— Exercise details —
Determine how many lines in the entries below contain "iter", and output that number alone.

Source records Block Start

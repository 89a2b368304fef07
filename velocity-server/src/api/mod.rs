pub mod auth;
pub mod error;
pub mod export;
pub mod saved;
pub mod scrape;
pub mod seeds;
pub mod settings;
pub mod site;
pub mod trends;

pub use error::{ApiError, ApiResult};
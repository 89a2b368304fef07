use ratatui::{
    layout::{Alignment, Constraint, Direction, Layout, Rect},
    style::{Modifier, Style},
    text::{Line, Span},
    widgets::{Block, Borders, Cell, Paragraph, Row, Table, TableState},
    Frame,
};

use super::formatting::format_timestamp;
use super::theme::ThemeColors;
use crate::app::{App, InputMode, SeedsState, SeedsView};

const HUNTER_LOCKED_TITLE: &str = "Niche Hunter is a Pro feature";
const HUNTER_LOCKED_BODY: &str =
    "Track up to 3 keywords of your own and see what they discover in My Niches.";

pub fn render_seeds(frame: &mut Frame, app: &App, area: Rect, theme: &ThemeColors) {
    let seeds = &app.seeds;
    let locked = seeds.view == SeedsView::Hunter && !seeds.can_track_niches && !seeds.loading;

    let chunks = Layout::default()
        .direction(Direction::Vertical)
        .constraints([
            Constraint::Length(3),
            Constraint::Length(3),
            Constraint::Min(5),
            Constraint::Length(1),
        ])
        .split(area);

    render_title(frame, seeds, chunks[0], theme);
    render_input_bar(frame, app, chunks[1], theme);
    if locked {
        render_locked(frame, chunks[2], theme);
    } else {
        render_seed_table(frame, seeds, chunks[2], theme);
    }

    let mut hints = String::from(" a add  d delete");
    if seeds.view == SeedsView::Manager {
        hints.push_str("  p pause/resume");
    }
    hints.push_str("  r refresh  Esc back  ? help  q quit");
    frame.render_widget(
        Paragraph::new(hints).style(Style::default().fg(theme.text_dim)),
        chunks[3],
    );
}

fn render_title(frame: &mut Frame, seeds: &SeedsState, area: Rect, theme: &ThemeColors) {
    let title = match seeds.view {
        SeedsView::Hunter => " NICHE HUNTER ",
        SeedsView::Manager => " SEED MANAGER ",
    };
    let mut spans = vec![
        Span::styled(title, Style::default().fg(theme.primary).add_modifier(Modifier::BOLD)),
        Span::styled("| ", Style::default().fg(theme.border)),
    ];

    match seeds.slot_limit {
        Some(limit) => {
            let color = if seeds.slots_full() { theme.warning } else { theme.success };
            spans.push(Span::styled(
                format!("{} of {} slots used", seeds.slots_used, limit),
                Style::default().fg(color),
            ));
        }
        None => spans.push(Span::styled(
            format!(
                "{} seeds, {} active",
                seeds.seeds.len(),
                seeds.seeds.iter().filter(|s| s.seed.is_active).count()
            ),
            Style::default().fg(theme.text_dim),
        )),
    }

    frame.render_widget(
        Paragraph::new(Line::from(spans)).block(
            Block::default()
                .borders(Borders::ALL)
                .border_style(Style::default().fg(theme.border)),
        ),
        area,
    );
}

fn render_input_bar(frame: &mut Frame, app: &App, area: Rect, theme: &ThemeColors) {
    let seeds = &app.seeds;
    let label = Style::default().fg(theme.text_dim);
    let category = seeds
        .selected_category()
        .map(|c| c.name.as_str())
        .unwrap_or("none");

    let line = if app.input_mode == InputMode::SeedTerm {
        Line::from(vec![
            Span::styled(" New seed: ", label),
            Span::styled(format!("{}_", seeds.term_input), Style::default().fg(theme.primary)),
            Span::styled("  Category ", label),
            Span::styled(category, Style::default().fg(theme.text).add_modifier(Modifier::BOLD)),
            Span::styled("  (Tab to change, Enter to add, Esc to cancel)", label),
        ])
    } else {
        Line::from(Span::styled(" Press a to track a new keyword", label))
    };

    frame.render_widget(
        Paragraph::new(line).block(
            Block::default()
                .borders(Borders::ALL)
                .border_style(Style::default().fg(theme.border)),
        ),
        area,
    );
}

fn render_locked(frame: &mut Frame, area: Rect, theme: &ThemeColors) {
    let lines = vec![
        Line::from(""),
        Line::from(Span::styled(
            HUNTER_LOCKED_TITLE,
            Style::default().fg(theme.text).add_modifier(Modifier::BOLD),
        )),
        Line::from(Span::styled(HUNTER_LOCKED_BODY, Style::default().fg(theme.text_dim))),
    ];
    frame.render_widget(
        Paragraph::new(lines).alignment(Alignment::Center).block(
            Block::default()
                .borders(Borders::ALL)
                .border_style(Style::default().fg(theme.primary)),
        ),
        area,
    );
}

fn render_seed_table(frame: &mut Frame, seeds: &SeedsState, area: Rect, theme: &ThemeColors) {
    let block = Block::default()
        .borders(Borders::ALL)
        .border_style(Style::default().fg(theme.border))
        .title(" Seeds ");

    if seeds.seeds.is_empty() {
        let message = if seeds.loading {
            "Loading seeds..."
        } else {
            "No seeds yet."
        };
        frame.render_widget(
            Paragraph::new(message)
                .style(Style::default().fg(theme.text_dim))
                .alignment(Alignment::Center)
                .block(block),
            area,
        );
        return;
    }

    let header = Row::new(vec!["Term", "Category", "State", "Trends", "Added"])
        .style(Style::default().fg(theme.text_dim).add_modifier(Modifier::BOLD));

    let rows: Vec<Row> = seeds
        .seeds
        .iter()
        .map(|entry| {
            let (state, color) = if entry.seed.is_active {
                ("active", theme.success)
            } else {
                ("paused", theme.text_dim)
            };
            let term_style = if seeds.confirm_delete == Some(entry.seed.id) {
                Style::default().fg(theme.error).add_modifier(Modifier::BOLD)
            } else {
                Style::default().fg(theme.text)
            };
            Row::new(vec![
                Cell::from(Span::styled(entry.seed.term.as_str(), term_style)),
                Cell::from(
                    entry
                        .category
                        .as_ref()
                        .map(|c| c.name.as_str())
                        .unwrap_or("-"),
                ),
                Cell::from(Span::styled(state, Style::default().fg(color))),
                Cell::from(entry.trend_count.to_string()),
                Cell::from(format_timestamp(&entry.seed.created_at)),
            ])
            .style(Style::default().fg(theme.text))
        })
        .collect();

    let widths = [
        Constraint::Min(20),
        Constraint::Length(14),
        Constraint::Length(8),
        Constraint::Length(7),
        Constraint::Length(17),
    ];

    let table = Table::new(rows, widths)
        .header(header)
        .block(block)
        .highlight_style(Style::default().bg(theme.highlight_bg).add_modifier(Modifier::BOLD))
        .highlight_symbol("> ");

    let mut state = TableState::default().with_selected(Some(seeds.selected));
    frame.render_stateful_widget(table, area, &mut state);
}
use ratatui::{
    layout::{Alignment, Constraint, Direction, Layout, Rect},
    style::{Modifier, Style},
    text::{Line, Span},
    widgets::{Block, Borders, Cell, Paragraph, Row, Table, TableState},
    Frame,
};
use velocity_types::TrendWithRelations;

use super::formatting::{
    format_forecast, format_growth, format_volume, growth_color, status_color, velocity_color,
};
use super::theme::ThemeColors;
use crate::app::{App, InputMode};

pub fn render_dashboard(frame: &mut Frame, app: &App, area: Rect, theme: &ThemeColors) {
    let banner_height = if app.dashboard.upgrade_prompt().is_some() || app.dashboard.has_more() {
        4
    } else {
        0
    };

    let chunks = Layout::default()
        .direction(Direction::Vertical)
        .constraints([
            Constraint::Length(3),
            Constraint::Length(3),
            Constraint::Min(5),
            Constraint::Length(banner_height),
            Constraint::Length(1),
        ])
        .split(area);

    render_header(frame, app, chunks[0], theme);
    render_filter_bar(frame, app, chunks[1], theme);
    render_trend_table(frame, app, chunks[2], theme);
    if banner_height > 0 {
        render_footer_banner(frame, app, chunks[3], theme);
    }
    render_key_hints(frame, app, chunks[4], theme);
}

fn render_header(frame: &mut Frame, app: &App, area: Rect, theme: &ThemeColors) {
    let mut spans = vec![
        Span::styled(
            " VELOCITY ",
            Style::default().fg(theme.primary).add_modifier(Modifier::BOLD),
        ),
        Span::styled("| ", Style::default().fg(theme.border)),
    ];

    if let Some(stats) = app.dashboard.stats {
        spans.push(Span::styled(
            format!("{} exploding", stats.exploding_count),
            Style::default().fg(theme.success),
        ));
        spans.push(Span::styled(
            format!("  {} trends  {} categories", stats.total_trends, stats.category_count),
            Style::default().fg(theme.text_dim),
        ));
    }

    let account = if app.account.is_signed_in() {
        let admin = if app.account.is_admin { " admin" } else { "" };
        format!("{} [{}{}] ", app.account.email, app.account.tier.details().name, admin)
    } else {
        "anonymous [Explorer] ".to_string()
    };

    let columns = Layout::default()
        .direction(Direction::Horizontal)
        .constraints([Constraint::Min(20), Constraint::Length(account.len() as u16 + 2)])
        .split(area);

    let block = Block::default()
        .borders(Borders::ALL)
        .border_style(Style::default().fg(theme.border));
    frame.render_widget(Paragraph::new(Line::from(spans)).block(block), columns[0]);
    frame.render_widget(
        Paragraph::new(Span::styled(account, Style::default().fg(theme.accent)))
            .alignment(Alignment::Right)
            .block(
                Block::default()
                    .borders(Borders::ALL)
                    .border_style(Style::default().fg(theme.border)),
            ),
        columns[1],
    );
}

fn render_filter_bar(frame: &mut Frame, app: &App, area: Rect, theme: &ThemeColors) {
    let filters = &app.dashboard.filters;
    let label = Style::default().fg(theme.text_dim);
    let value = Style::default().fg(theme.text).add_modifier(Modifier::BOLD);

    let mut spans = vec![
        Span::styled(" Status ", label),
        Span::styled(filters.status.as_str(), value),
        Span::styled("  Sort ", label),
        Span::styled(filters.sort.as_str(), value),
        Span::styled("  Growth ", label),
        Span::styled(
            match filters.growth.min_growth() {
                Some(min) => format!(">{}%", min),
                None => "all".to_string(),
            },
            value,
        ),
    ];

    if app.dashboard.is_my_niches_view {
        spans.push(Span::styled(
            "  MY NICHES",
            Style::default().fg(theme.accent).add_modifier(Modifier::BOLD),
        ));
    }

    if app.input_mode == InputMode::Typing {
        spans.push(Span::styled("  Search: ", label));
        spans.push(Span::styled(
            format!("{}_", app.dashboard.search_input),
            Style::default().fg(theme.primary),
        ));
    } else if let Some(q) = &filters.search {
        spans.push(Span::styled("  Search ", label));
        spans.push(Span::styled(format!("\"{}\"", q), value));
    } else if !app.account.features.search_enabled {
        spans.push(Span::styled("  Search [Pro]", label));
    }

    let block = Block::default()
        .borders(Borders::ALL)
        .border_style(Style::default().fg(theme.border));
    frame.render_widget(Paragraph::new(Line::from(spans)).block(block), area);
}

fn trend_row<'a>(item: &'a TrendWithRelations, app: &App, theme: &ThemeColors) -> Row<'a> {
    let trend = &item.trend;

    let velocity = match trend.velocity_score {
        Some(score) => Cell::from(Span::styled(
            format!("{:>3}", score),
            Style::default()
                .fg(velocity_color(score, theme))
                .add_modifier(Modifier::BOLD),
        )),
        None => Cell::from(Span::styled("lock", Style::default().fg(theme.text_dim))),
    };

    let forecast = match trend.forecast_status {
        Some(status) => Cell::from(format_forecast(status, trend.prediction_confidence)),
        None if !app.account.features.forecast_visible => {
            Cell::from(Span::styled("lock", Style::default().fg(theme.text_dim)))
        }
        None => Cell::from("-"),
    };

    Row::new(vec![
        Cell::from(trend.name.as_str()),
        Cell::from(
            item.category
                .as_ref()
                .map(|c| c.name.as_str())
                .unwrap_or("-"),
        ),
        Cell::from(Span::styled(
            trend.status.label(),
            Style::default().fg(status_color(trend.status, theme)),
        )),
        Cell::from(Span::styled(
            format_growth(trend.growth_percentage),
            Style::default().fg(growth_color(trend.growth_percentage, theme)),
        )),
        Cell::from(format_volume(trend.current_volume)),
        velocity,
        forecast,
        Cell::from(if trend.is_breakout { "BREAKOUT" } else { "" }),
    ])
    .style(Style::default().fg(theme.text))
}

fn render_trend_table(frame: &mut Frame, app: &App, area: Rect, theme: &ThemeColors) {
    let visible = app.dashboard.visible_trends();
    let title = format!(
        " Trends ({} of {}) ",
        visible.len(),
        app.dashboard.trends.len()
    );
    let block = Block::default()
        .borders(Borders::ALL)
        .border_style(Style::default().fg(theme.border))
        .title(title);

    if app.dashboard.loading && visible.is_empty() {
        frame.render_widget(
            Paragraph::new("Loading trends...")
                .style(Style::default().fg(theme.text_dim))
                .alignment(Alignment::Center)
                .block(block),
            area,
        );
        return;
    }

    if visible.is_empty() {
        let message = if app.dashboard.is_my_niches_view {
            "No trends from your niches yet. Add seeds in the Niche Hunter."
        } else {
            "No trends match these filters."
        };
        frame.render_widget(
            Paragraph::new(message)
                .style(Style::default().fg(theme.text_dim))
                .alignment(Alignment::Center)
                .block(block),
            area,
        );
        return;
    }

    let header = Row::new(vec![
        "Trend", "Category", "Status", "Growth", "Volume", "Vel", "Forecast", "",
    ])
    .style(Style::default().fg(theme.text_dim).add_modifier(Modifier::BOLD));

    let rows: Vec<Row> = visible.iter().map(|t| trend_row(t, app, theme)).collect();
    let widths = [
        Constraint::Min(20),
        Constraint::Length(12),
        Constraint::Length(10),
        Constraint::Length(9),
        Constraint::Length(8),
        Constraint::Length(5),
        Constraint::Length(12),
        Constraint::Length(9),
    ];

    let table = Table::new(rows, widths)
        .header(header)
        .block(block)
        .highlight_style(Style::default().bg(theme.highlight_bg).add_modifier(Modifier::BOLD))
        .highlight_symbol("> ");

    let mut state = TableState::default().with_selected(Some(app.dashboard.selected));
    frame.render_stateful_widget(table, area, &mut state);
}

fn render_footer_banner(frame: &mut Frame, app: &App, area: Rect, theme: &ThemeColors) {
    let (lines, color) = match app.dashboard.upgrade_prompt() {
        Some((title, message)) => (
            vec![
                Line::from(Span::styled(
                    title,
                    Style::default().fg(theme.text).add_modifier(Modifier::BOLD),
                )),
                Line::from(Span::styled(message, Style::default().fg(theme.text_dim))),
            ],
            theme.primary,
        ),
        None => (
            vec![Line::from(Span::styled(
                format!(
                    "Load More ({} more)  [n]",
                    app.dashboard.trends.len() - app.dashboard.visible_trends().len()
                ),
                Style::default().fg(theme.text),
            ))],
            theme.border,
        ),
    };

    frame.render_widget(
        Paragraph::new(lines).alignment(Alignment::Center).block(
            Block::default()
                .borders(Borders::ALL)
                .border_style(Style::default().fg(color)),
        ),
        area,
    );
}

fn render_key_hints(frame: &mut Frame, app: &App, area: Rect, theme: &ThemeColors) {
    let mut hints = String::from(" Enter details  s status  o sort  g growth  m my niches  / search  r refresh  h hunter");
    if app.account.is_admin {
        hints.push_str("  a seeds  t scrape");
    }
    hints.push_str("  ? help  q quit");

    frame.render_widget(
        Paragraph::new(hints).style(Style::default().fg(theme.text_dim)),
        area,
    );
}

Source records Block End

— Answer for this exercise —
3